Our neuro told us to bump the phenobarb back up over the phone to 5 ml, and also agreed that we should just give her 500 mg of the Sabril so that at least she would be getting some before her next shipment arrived(she had the drops earlier despite having the full 750 mg in the AM, though). I gave her her meds and then proceeded to lay her on the floor and continue to watch her. About 20-30 min after her meds were given, she had another cluster, but this one only lasted for about a minute. She may of had like 20 head drops within that minute. She then proceeded to get sleepy and eventually fell asleep.

Our neuro was telling us that ACTH seems to be the next step, and that it is probably time to go at this more aggressively. My wife is terrified, however, as our neuro has already lost at least one baby while they were on ACTH. That was one of the first things he had told us when she first started having seizures and my wife and I thought she had IS, or was developing it around 5-6 months of age. He had told us that if she did have it, he'd want to try Vigababtrin first, as he had lost a baby using ACTH. Of course, this worried me, and terrified my wife.

Well, fast forward again, and after what seems to be a failure run with Sabril, we are now turning towards ACTH. What our neuro had first told us about the dangerous side effects of ACTH could possibly become a reality with our beautiful little girl, Ashlyn. I'm not as hesitant to start using it as my wife is, though. I feel like we have been conservative enough and we need to be aggressive now, however, I am still very nervous and uneasy with this. The first thing my wife thought about when we were told that ACTH would be imminent is the baby that Ashlyn's doc lost about 1-2 years ago while they were using it.

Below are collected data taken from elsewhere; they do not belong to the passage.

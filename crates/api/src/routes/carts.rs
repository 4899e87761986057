//! Shopping cart endpoints.

use std::sync::Arc;

use axum::Json;
use axum::extract::{Path, State};
use axum::http::StatusCode;
use axum::response::{IntoResponse, Response};
use checkout::CheckoutError;
use common::{CartItemId, ProductId, UserId};
use domain::{CartItem, CartLine, CartSummary, DomainError};
use serde::{Deserialize, Serialize};
use store::Database;

use super::{AppState, parse_id};
use crate::error::ApiError;

// -- Request types --

#[derive(Deserialize)]
#[serde(rename_all = "camelCase")]
pub struct AddItemRequest {
    pub product_id: ProductId,
    pub quantity: i64,
    pub size: Option<String>,
    pub color: Option<String>,
}

#[derive(Deserialize)]
pub struct UpdateQuantityRequest {
    pub quantity: i64,
}

// -- Response types --

#[derive(Serialize)]
#[serde(rename_all = "camelCase")]
pub struct CartItemResponse {
    pub id: String,
    pub product_id: String,
    pub quantity: u32,
    pub size: Option<String>,
    pub color: Option<String>,
}

impl From<CartItem> for CartItemResponse {
    fn from(item: CartItem) -> Self {
        Self {
            id: item.id.to_string(),
            product_id: item.product_id.to_string(),
            quantity: item.quantity,
            size: item.size,
            color: item.color,
        }
    }
}

#[derive(Serialize)]
#[serde(rename_all = "camelCase")]
pub struct CartLineResponse {
    #[serde(flatten)]
    pub item: CartItemResponse,
    pub product_name: String,
    pub unit_price_cents: i64,
    pub line_total_cents: i64,
    pub is_available: bool,
}

impl TryFrom<CartLine> for CartLineResponse {
    type Error = DomainError;

    fn try_from(line: CartLine) -> Result<Self, Self::Error> {
        Ok(Self {
            unit_price_cents: line.unit_price.cents(),
            line_total_cents: line.line_total()?.cents(),
            is_available: line.is_available && !line.is_deleted,
            product_name: line.product_name,
            item: line.item.into(),
        })
    }
}

#[derive(Serialize)]
#[serde(rename_all = "camelCase")]
pub struct CartResponse {
    pub cart_id: String,
    pub items: Vec<CartLineResponse>,
    pub subtotal_cents: i64,
    pub item_count: u64,
}

impl TryFrom<CartSummary> for CartResponse {
    type Error = DomainError;

    fn try_from(summary: CartSummary) -> Result<Self, Self::Error> {
        Ok(Self {
            cart_id: summary.cart_id.to_string(),
            subtotal_cents: summary.subtotal.cents(),
            item_count: summary.item_count,
            items: summary
                .lines
                .into_iter()
                .map(CartLineResponse::try_from)
                .collect::<Result<_, _>>()?,
        })
    }
}

#[derive(Serialize)]
pub struct ClearCartResponse {
    pub removed: u64,
}

// -- Handlers --

/// GET /customers/:user_id/cart — the active cart with live prices.
#[tracing::instrument(skip(state))]
pub async fn get<D: Database>(
    State(state): State<Arc<AppState<D>>>,
    Path(user_id): Path<String>,
) -> Result<Json<CartResponse>, ApiError> {
    let user_id: UserId = parse_id(&user_id, "user")?;
    let customer_id = state.customer(user_id).await?;
    let cart = state.carts.get_or_create_cart(customer_id).await?;
    let summary = state.carts.summary(cart.id).await?;
    let response = CartResponse::try_from(summary).map_err(CheckoutError::from)?;
    Ok(Json(response))
}

/// POST /customers/:user_id/cart/items — add or merge a line.
#[tracing::instrument(skip(state, req), fields(product_id = %req.product_id, quantity = req.quantity))]
pub async fn add_item<D: Database>(
    State(state): State<Arc<AppState<D>>>,
    Path(user_id): Path<String>,
    Json(req): Json<AddItemRequest>,
) -> Result<(StatusCode, Json<CartItemResponse>), ApiError> {
    let user_id: UserId = parse_id(&user_id, "user")?;
    let customer_id = state.customer(user_id).await?;
    let cart = state.carts.get_or_create_cart(customer_id).await?;
    let item = state
        .carts
        .add_item(cart.id, req.product_id, req.quantity, req.size, req.color)
        .await?;
    Ok((StatusCode::CREATED, Json(item.into())))
}

/// DELETE /customers/:user_id/cart — empty the active cart.
#[tracing::instrument(skip(state))]
pub async fn clear<D: Database>(
    State(state): State<Arc<AppState<D>>>,
    Path(user_id): Path<String>,
) -> Result<Json<ClearCartResponse>, ApiError> {
    let user_id: UserId = parse_id(&user_id, "user")?;
    let customer_id = state.customer(user_id).await?;
    let cart = state.carts.get_or_create_cart(customer_id).await?;
    let removed = state.carts.clear(cart.id).await?;
    Ok(Json(ClearCartResponse { removed }))
}

/// PATCH /cart-items/:id — set a quantity; zero removes the line.
#[tracing::instrument(skip(state, req), fields(quantity = req.quantity))]
pub async fn update_item<D: Database>(
    State(state): State<Arc<AppState<D>>>,
    Path(id): Path<String>,
    Json(req): Json<UpdateQuantityRequest>,
) -> Result<Response, ApiError> {
    let id: CartItemId = parse_id(&id, "cart item")?;
    Ok(match state.carts.update_quantity(id, req.quantity).await? {
        Some(item) => Json(CartItemResponse::from(item)).into_response(),
        None => StatusCode::NO_CONTENT.into_response(),
    })
}

/// DELETE /cart-items/:id — remove a line.
#[tracing::instrument(skip(state))]
pub async fn remove_item<D: Database>(
    State(state): State<Arc<AppState<D>>>,
    Path(id): Path<String>,
) -> Result<StatusCode, ApiError> {
    let id: CartItemId = parse_id(&id, "cart item")?;
    state.carts.remove_item(id).await?;
    Ok(StatusCode::NO_CONTENT)
}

So, now that I have updated everyone on our current situation, has anybody else gone though this? Did their son/daughter have these insanely quick head drop attacks before, and if so, how and when did they stop? Has anybody here tried the Vigabatrin and have it fail, only to find success with ACTH? Please, as much as I hate to say it, I am starting to lose hope and faith in this whole situation. Please don't take that the wrong way, though. I still have hope and continue to have faith. But one can only stay optimistic for so long before they eventually start to lose a grip on what is happening and their faith begins to dwindle.

Please, now, more than ever, my wife and I need some support. Our family and friends continue to think that everything is fine and that things will be okay (although, we pray it will be as well). We both came to the conclusion that nobody else besides us (and the other amazing and strong parents whose kids are going through this) realize how dangerous and potentially life-threatning this is for our dear little Ashlyn. We want and need answers, but unfortunetly (and thankfully), all we can turn to now is you gals and guys. We are all in this fight (or have been) together. Do we still have reason to be optimistic? That little girl is my wife and my world. We don't want anything to happen to her, but we also don't want her to have to grow up and be completely dependent on those around her because she can't even think or move on her own. I am terrified on what has already been done to her brain. Thank you to all who help us out on this one.